La Sorbonne faisait partie de l’Université comme les Facultés de droit et de médecine et la Faculté des arts, et l’on a vu avec quel enthousiasme, en 1717 et en 1718, les quatre Facultés s’étaient jointes aux quatre évêques appelants ; c’est à rompre cet accord que s’appliqua le cardinal Fleury. Dans la pratique, la Faculté des arts, celle qui englobait tous les collèges, était désignée sous le nom d’Université parce que les principaux dignitaires, et notamment le recteur, étaient toujours choisis parmi ses membres. Après avoir subjugué la Faculté de théologie, on s’attaqua donc à la Faculté des arts. Le procédé auquel on eut recours consista à faire entrer dans son sein beaucoup de jeunes maîtres dont on était sûr, afin de pouvoir, comme on disait, « noyer la Faculté par le nombre ». Les anciens, justement inquiets, s’adressèrent au Parlement en 1738 pour obtenir de lui que les règlements fussent observés, mais l’affaire fut évoquée au Conseil du roi. En conséquence, contrairement aux statuts, une assemblée tumultueuse élut recteur un maître ès arts de vingt-deux ans, l’abbé de Rohan-Vantadour, fils du prince de Soubise et neveu du fanatique cardinal de Rohan. Le nouveau recteur s’empressa de proposer, le 11 mai 1789, la révocation de l’appel de 1717-1718 et l’acceptation pure et simple de la Bulle Unigenitus. En vain les professeurs émérites, au nombre de quatre-vingts, et parmi eux les anciens recteurs Gibert, Rollin et Coffin, protestèrent hautement et signifièrent une opposition en règle ; Rollin fut conspué, et la révocation de l’appel fut acceptée au milieu des vociférations des jeunes. Ensuite on fit jouer à l’ordinaire les arrêts du Conseil et les lettres de cachet ; on exclut des assemblées tous les opposants, et on exila Gibert, un vieillard de soixante-dix-neuf ans. C’est ainsi que l’on mit l’Université à la raison ; toutefois on ne put vaincre la résistance des deux Facultés de médecine et de droit, qui furent attaquées moins vivement, et qui n’ont jamais consenti à révoquer leur appel et à recevoir officiellement la Bulle.
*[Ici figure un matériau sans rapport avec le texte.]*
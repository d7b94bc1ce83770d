//! Crop geometry for rasterizing the change-bar region

use crate::constants::{in_to_pt, pt_to_in};
use crate::types::BoundingBox;

/// Pixel size and translation that make the rasterizer emit only the
/// bounding-box region of each page.
#[derive(Debug, Clone, Copy, PartialEq, Eq)]
pub struct CropGeometry {
    /// Crop width in pixels at the sampling resolution
    pub pixel_width: u32,
    /// Crop height in pixels; a full-height measurement equals this
    pub pixel_height: u32,
    /// Horizontal translation in points
    pub offset_left: i64,
    /// Vertical translation in points (PDF space is bottom-up)
    pub offset_bottom: i64,
}

/// Resolve the crop geometry for one page height.
///
/// Rounding must stay exactly ceil/floor: the classifier compares the
/// measured height against `pixel_height` for equality.
pub fn resolve_geometry(bbox: &BoundingBox, dpi: u32, page_height_pts: f64) -> CropGeometry {
    let dpi = f64::from(dpi);

    let pixel_width = (bbox.width_in() * dpi).ceil().max(0.0) as u32;
    let pixel_height = (bbox.height_in() * dpi).ceil().max(0.0) as u32;

    let offset_left = -(in_to_pt(bbox.x1).floor() as i64);
    let offset_bottom = -(in_to_pt(pt_to_in(page_height_pts) - bbox.y2).floor() as i64);

    CropGeometry {
        pixel_width,
        pixel_height,
        offset_left,
        offset_bottom,
    }
}
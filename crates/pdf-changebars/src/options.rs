use crate::constants::{DEFAULT_DPI, LABEL_FONT_SIZE, in_to_pt};
use crate::types::*;

#[cfg(feature = "serde")]
use serde::{Deserialize, Serialize};

/// How trimmed heights are measured
#[derive(Debug, Clone, Copy, PartialEq, Eq, Default)]
#[cfg_attr(feature = "serde", derive(Serialize, Deserialize))]
pub enum MeasureMode {
    /// Shell out to ImageMagick's `-trim`
    #[default]
    ImageMagick,
    /// Decode and trim in-process
    Builtin,
}

/// Change-bar navigation configuration
#[derive(Debug, Clone, PartialEq)]
#[cfg_attr(feature = "serde", derive(Serialize, Deserialize))]
#[cfg_attr(feature = "serde", serde(default))]
pub struct ChangebarOptions {
    // Detection region
    pub bounding_box: BoundingBox,
    pub dpi: u32,

    // External tools
    pub measure: MeasureMode,
    pub ghostscript: String,
    pub magick: String,

    // Rendering
    pub annotation_font_size: f32,
}

impl Default for ChangebarOptions {
    fn default() -> Self {
        Self {
            bounding_box: BoundingBox::default(),
            dpi: DEFAULT_DPI,
            measure: MeasureMode::default(),
            ghostscript: "gs".to_string(),
            magick: "convert".to_string(),
            annotation_font_size: LABEL_FONT_SIZE,
        }
    }
}

impl ChangebarOptions {
    /// Load options from JSON file
    #[cfg(feature = "serde")]
    pub async fn load(path: impl AsRef<std::path::Path>) -> Result<Self> {
        let bytes = tokio::fs::read(path).await?;
        let options = serde_json::from_slice(&bytes)
            .map_err(|e| ChangebarError::Config(format!("Failed to parse config: {}", e)))?;
        Ok(options)
    }

    /// Save options to JSON file
    #[cfg(feature = "serde")]
    pub async fn save(&self, path: impl AsRef<std::path::Path>) -> Result<()> {
        let json = serde_json::to_string_pretty(self)
            .map_err(|e| ChangebarError::Config(format!("Failed to serialize config: {}", e)))?;
        tokio::fs::write(path, json).await?;
        Ok(())
    }

    /// Validate the options
    pub fn validate(&self) -> Result<()> {
        let bbox = &self.bounding_box;
        let bounds = [bbox.x1, bbox.x2, bbox.y1, bbox.y2];

        if bounds.iter().any(|v| !v.is_finite() || *v < 0.0) {
            return Err(ChangebarError::Config(format!(
                "Bounding box values must be finite and non-negative: {:?}",
                bbox
            )));
        }

        if bbox.x1 >= bbox.x2 || bbox.y1 >= bbox.y2 {
            return Err(ChangebarError::Config(format!(
                "Bounding box must satisfy x1 < x2 and y1 < y2: {:?}",
                bbox
            )));
        }

        if self.dpi == 0 {
            return Err(ChangebarError::Config("DPI must be positive".to_string()));
        }

        if !(self.annotation_font_size > 0.0) {
            return Err(ChangebarError::Config(
                "Annotation font size must be positive".to_string(),
            ));
        }

        if self.ghostscript.trim().is_empty() || self.magick.trim().is_empty() {
            return Err(ChangebarError::Config(
                "Tool paths must not be empty".to_string(),
            ));
        }

        Ok(())
    }

    /// Validate the bounding box against an actual page height
    pub fn validate_for_page(&self, page_height_pts: f64) -> Result<()> {
        self.validate()?;

        if in_to_pt(self.bounding_box.y2) > page_height_pts {
            return Err(ChangebarError::Config(format!(
                "Bounding box bottom ({}in) lies below the page bottom ({}pt)",
                self.bounding_box.y2, page_height_pts
            )));
        }

        Ok(())
    }
}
L’affaire de la Bulle Unigenitus n’intéressait pas seulement au xviiie siècle les gens de loi, les hommes d’Église et les membres de l’enseignement ; elle a eu le privilège de passionner la France tout entière ; cette seconde forme de la querelle du jansénisme a été beaucoup plus populaire que la précédente. Au temps de Port-Royal, le nombre de ceux qui prenaient parti pour ou contre les religieuses et les Messieurs était peu considérable ; au temps de la Bulle, c’était tout le monde qui se déclarait pour ou contre la « Constitution » ; les fidèles de toutes les paroisses, les marchands et les artisans qui entendaient parler de miracles, les désœuvrés et les curieux. Il n’est donc pas étonnant que l’opinion publique se soit émue, et que la presse sous toutes ses formes se soit mise en mouvement. On était loin du temps où l’insignifiante Gazette de France était le seul journal qui parut régulièrement une fois par semaine, où l’on avait pour organes d’information quelques « nouvelles à la main » et des lettres écrites par les banquiers à leurs correspondants étrangers. Les défenseurs de Port-Royal s’étaient adressés à l’opinion publique, et le prodigieux succès des Provinciales les y avait fortement encouragés. Il en fut de même au siècle suivant, et c’est par milliers que l’on comptait les feuilles volantes, les piqûres, les plaquettes, les brochures, les livres, petits et gros, auxquels la Bulle Unigenitus a donné naissance.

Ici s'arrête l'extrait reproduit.